## [INSTRUCTIONS TO FOLLOW]
Produce the records below again, word for word, but stop after the line that contains "of the tree.".

++++ RECORD EXCERPTS ++++

//! Categories and the two-level category tree.
//!
//! Categories are stored flat with an optional parent link. The catalog only
//! understands two levels (root categories and their subcategories), so the
//! tree builder sets aside anything that does not fit that shape instead of
//! guessing where it belongs.

use std::collections::HashMap;

use serde::{Deserialize, Serialize};

use super::compare_names;
use crate::types::CategoryId;

/// A category row.
#[derive(Debug, Clone, PartialEq, Eq, Serialize, Deserialize)]
pub struct Category {
    pub id: CategoryId,
    pub name: String,
    /// `None` for root categories.
    pub parent_id: Option<CategoryId>,
}

impl Category {
    /// Whether this is a top-level category.
    #[must_use]
    pub const fn is_root(&self) -> bool {
        self.parent_id.is_none()
    }
}

/// Why a category was left out of the tree.
#[derive(thiserror::Error, Debug, Clone, Copy, PartialEq, Eq, Serialize)]
#[serde(tag = "reason", rename_all = "snake_case")]
pub enum CategoryTreeError {
    /// The parent is itself a subcategory.
    #[error("parent category {parent} is not a root category")]
    NestedTooDeep { parent: CategoryId },
    /// The parent id does not match any category.
    #[error("parent category {parent} does not exist")]
    MissingParent { parent: CategoryId },
}

/// A root category with its subcategories, both sorted by name.
#[derive(Debug, Clone, PartialEq, Eq, Serialize)]
pub struct CategoryNode {
    #[serde(flatten)]
    pub category: Category,
    pub subcategories: Vec<Category>,
}

/// A category that could not be placed in the tree.
#[derive(Debug, Clone, PartialEq, Eq, Serialize)]
pub struct RejectedCategory {
    pub category: Category,
    #[serde(flatten)]
    pub reason: CategoryTreeError,
}

/// Two-level category tree built from the flat table.
#[derive(Debug, Clone, Default, PartialEq, Eq, Serialize)]
pub struct CategoryTree {
    roots: Vec<CategoryNode>,
    rejected: Vec<RejectedCategory>,
}

impl CategoryTree {
    /// Build the tree from every category row.
    #[must_use]
    pub fn build(categories: Vec<Category>) -> Self {
        let by_id: HashMap<CategoryId, bool> = categories
            .iter()
            .map(|category| (category.id, category.is_root()))
            .collect();

        let mut roots = Vec::new();
        let mut children: HashMap<CategoryId, Vec<Category>> = HashMap::new();
        let mut rejected = Vec::new();

        for category in categories {
            let Some(parent) = category.parent_id else {
                roots.push(category);
                continue;
            };
            match by_id.get(&parent) {
                Some(true) => children.entry(parent).or_default().push(category),
                Some(false) => rejected.push(RejectedCategory {
                    category,
                    reason: CategoryTreeError::NestedTooDeep { parent },
                }),
                None => rejected.push(RejectedCategory {
                    category,
                    reason: CategoryTreeError::MissingParent { parent },
                }),
            }
        }

        roots.sort_by(|a, b| compare_names(&a.name, &b.name));
        let roots = roots
            .into_iter()
            .map(|category| {
                let mut subcategories = children.remove(&category.id).unwrap_or_default();
                subcategories.sort_by(|a, b| compare_names(&a.name, &b.name));
                CategoryNode {
                    category,
                    subcategories,
                }
            })
            .collect();

        Self { roots, rejected }
    }

    /// Root categories in display order.
    #[must_use]
    pub fn roots(&self) -> &[CategoryNode] {
        &self.roots
    }

    /// Categories that did not fit the two-level shape.
    #[must_use]
    pub fn rejected(&self) -> &[RejectedCategory] {
        &self.rejected
    }

    /// Find the root category that owns a subcategory with this name.
    #[must_use]
    pub fn parent_of(&self, subcategory: &str) -> Option<&Category> {
        self.roots
            .iter()
            .find(|node| node.subcategories.iter().any(|sub| sub.name == subcategory))
            .map(|node| &node.category)
    }
}

/// Errors from validating a [`CategoryInput`].
#[derive(thiserror::Error, Debug, Clone, PartialEq, Eq)]
pub enum CategoryInputError {
    #[error("category name is required")]
    EmptyName,
    #[error("a category cannot be its own parent")]
    SelfParent,
    #[error("parent category does not exist")]
    UnknownParent,
    #[error("parent must be a root category")]
    ParentNotRoot,
    #[error("a category with subcategories cannot become a subcategory")]
    HasSubcategories,
}

/// Category form as submitted by the admin panel.
#[derive(Debug, Clone, Deserialize, Serialize)]
pub struct CategoryInput {
    pub name: String,
    #[serde(default)]
    pub parent_id: Option<CategoryId>,
}

/// A validated category ready to be written by a repository.
#[derive(Debug, Clone, PartialEq, Eq)]
pub struct CategoryDraft {
    pub name: String,
    pub parent_id: Option<CategoryId>,
}

impl CategoryInput {
    /// Validate against the existing categories.
    ///
    /// `editing` is the id of the category being updated, or `None` when
    /// creating a new one.
    ///
    /// # Errors
    ///
    /// Returns an error if the name is blank or the parent would break the
    /// two-level shape.
    pub fn validate(
        self,
        existing: &[Category],
        editing: Option<CategoryId>,
    ) -> Result<CategoryDraft, CategoryInputError> {
        let name = self.name.trim().to_owned();
        if name.is_empty() {
            return Err(CategoryInputError::EmptyName);
        }

        if let Some(parent_id) = self.parent_id {
            if editing == Some(parent_id) {
                return Err(CategoryInputError::SelfParent);
            }
            let parent = existing
                .iter()
                .find(|category| category.id == parent_id)
                .ok_or(CategoryInputError::UnknownParent)?;
            if !parent.is_root() {
                return Err(CategoryInputError::ParentNotRoot);
            }
            if let Some(id) = editing
                && existing.iter().any(|category| category.parent_id == Some(id))
            {
                return Err(CategoryInputError::HasSubcategories);
            }
        }

        Ok(CategoryDraft {
            name,
            parent_id: self.parent_id,
        })
    }
}

#[cfg(test)]
#[allow(clippy::unwrap_used, clippy::indexing_slicing)]
mod tests {
    use super::*;

    fn category(name: &str, parent: Option<&Category>) -> Category {
        Category {
            id: CategoryId::generate(),
            name: name.to_owned(),
            parent_id: parent.map(|p| p.id),
        }
    }

    #[test]
    fn test_build_sorts_roots_and_children() {
        let tech = category("Электроника", None);
        let home = category("Дом", None);
        let phones = category("Телефоны", Some(&tech));
        let audio = category("Аудио", Some(&tech));

        let tree = CategoryTree::build(vec![tech, phones, home, audio]);
        let names: Vec<_> = tree.roots().iter().map(|n| n.category.name.as_str()).collect();
        assert_eq!(names, vec!["Дом", "Электроника"]);

        let subs: Vec<_> = tree.roots()[1]
            .subcategories
            .iter()
            .map(|c| c.name.as_str())
            .collect();
        assert_eq!(subs, vec!["Аудио", "Телефоны"]);
        assert!(tree.rejected().is_empty());
    }

    #[test]
    fn test_build_rejects_deep_and_orphan_categories() {
        let root = category("Одежда", None);
        let sub = category("Обувь", Some(&root));
        let deep = category("Кеды", Some(&sub));
        let orphan = Category {
            id: CategoryId::generate(),
            name: "Сирота".to_owned(),
            parent_id: Some(CategoryId::generate()),
        };

        let tree = CategoryTree::build(vec![root, sub.clone(), deep, orphan]);
        assert_eq!(tree.roots().len(), 1);
        assert_eq!(tree.roots()[0].subcategories.len(), 1);

        let reasons: Vec<_> = tree.rejected().iter().map(|r| r.reason).collect();
        assert_eq!(reasons.len(), 2);
        assert!(reasons.contains(&CategoryTreeError::NestedTooDeep { parent: sub.id }));
        assert!(
            reasons
                .iter()
                .any(|r| matches!(r, CategoryTreeError::MissingParent { .. }))
        );
    }

    #[test]
    fn test_self_parented_category_is_rejected() {
        let id = CategoryId::generate();
        let tree = CategoryTree::build(vec![Category {
            id,
            name: "Петля".to_owned(),
            parent_id: Some(id),
        }]);
        assert!(tree.roots().is_empty());
        assert_eq!(
            tree.rejected()[0].reason,
            CategoryTreeError::NestedTooDeep { parent: id }
        );
    }

    #[test]
    fn test_lookups() {
        let root = category("Книги", None);
        let sub = category("Фантастика", Some(&root));
        let tree = CategoryTree::build(vec![root.clone(), sub]);

        assert_eq!(tree.roots().len(), 1);
        assert_eq!(tree.roots()[0].category.name, "Книги");
        assert_eq!(tree.parent_of("Фантастика"), Some(&root));
        assert_eq!(tree.parent_of("Поэзия"), None);
    }

    #[test]
    fn test_validate_input() {
        let root = category("Книги", None);
        let sub = category("Фантастика", Some(&root));
        let existing = vec![root.clone(), sub.clone()];

        let blank = CategoryInput {
            name: "  ".to_owned(),
            parent_id: None,
        };
        assert_eq!(
            blank.validate(&existing, None),
            Err(CategoryInputError::EmptyName)
        );

        let under_sub = CategoryInput {
            name: "Киберпанк".to_owned(),
            parent_id: Some(sub.id),
        };
        assert_eq!(
            under_sub.validate(&existing, None),
            Err(CategoryInputError::ParentNotRoot)
        );

        let own_parent = CategoryInput {
            name: "Книги".to_owned(),
            parent_id: Some(root.id),
        };
        assert_eq!(
            own_parent.validate(&existing, Some(root.id)),
            Err(CategoryInputError::SelfParent)
        );

        let unknown = CategoryInput {
            name: "Журналы".to_owned(),
            parent_id: Some(CategoryId::generate()),
        };
        assert_eq!(
            unknown.validate(&existing, None),
            Err(CategoryInputError::UnknownParent)
        );

        let ok = CategoryInput {
            name: " Поэзия ".to_owned(),
            parent_id: Some(root.id),
        };
        let draft = ok.validate(&existing, None).unwrap();
        assert_eq!(draft.name, "Поэзия");
        assert_eq!(draft.parent_id, Some(root.id));
    }

    #[test]
    fn test_root_with_children_cannot_be_nested() {
        let books = category("Книги", None);
        let sub = category("Фантастика", Some(&books));
        let music = category("Музыка", None);
        let existing = vec![books.clone(), sub, music.clone()];

        let input = CategoryInput {
            name: "Книги".to_owned(),
            parent_id: Some(music.id),
        };
        assert_eq!(
            input.validate(&existing, Some(books.id)),
            Err(CategoryInputError::HasSubcategories)
        );
    }
}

++++

## [SOLUTION TO THIS TASK]
//! Categories and the two-level category tree.
//!
//! Categories are stored flat with an optional parent link. The catalog only
//! understands two levels (root categories and their subcategories), so the
//! tree builder sets aside anything that does not fit that shape instead of
//! guessing where it belongs.

use std::collections::HashMap;

use serde::{Deserialize, Serialize};

use super::compare_names;
use crate::types::CategoryId;

/// A category row.
#[derive(Debug, Clone, PartialEq, Eq, Serialize, Deserialize)]
pub struct Category {
    pub id: CategoryId,
    pub name: String,
    /// `None` for root categories.
    pub parent_id: Option<CategoryId>,
}

impl Category {
    /// Whether this is a top-level category.
    #[must_use]
    pub const fn is_root(&self) -> bool {
        self.parent_id.is_none()
    }
}

/// Why a category was left out of the tree.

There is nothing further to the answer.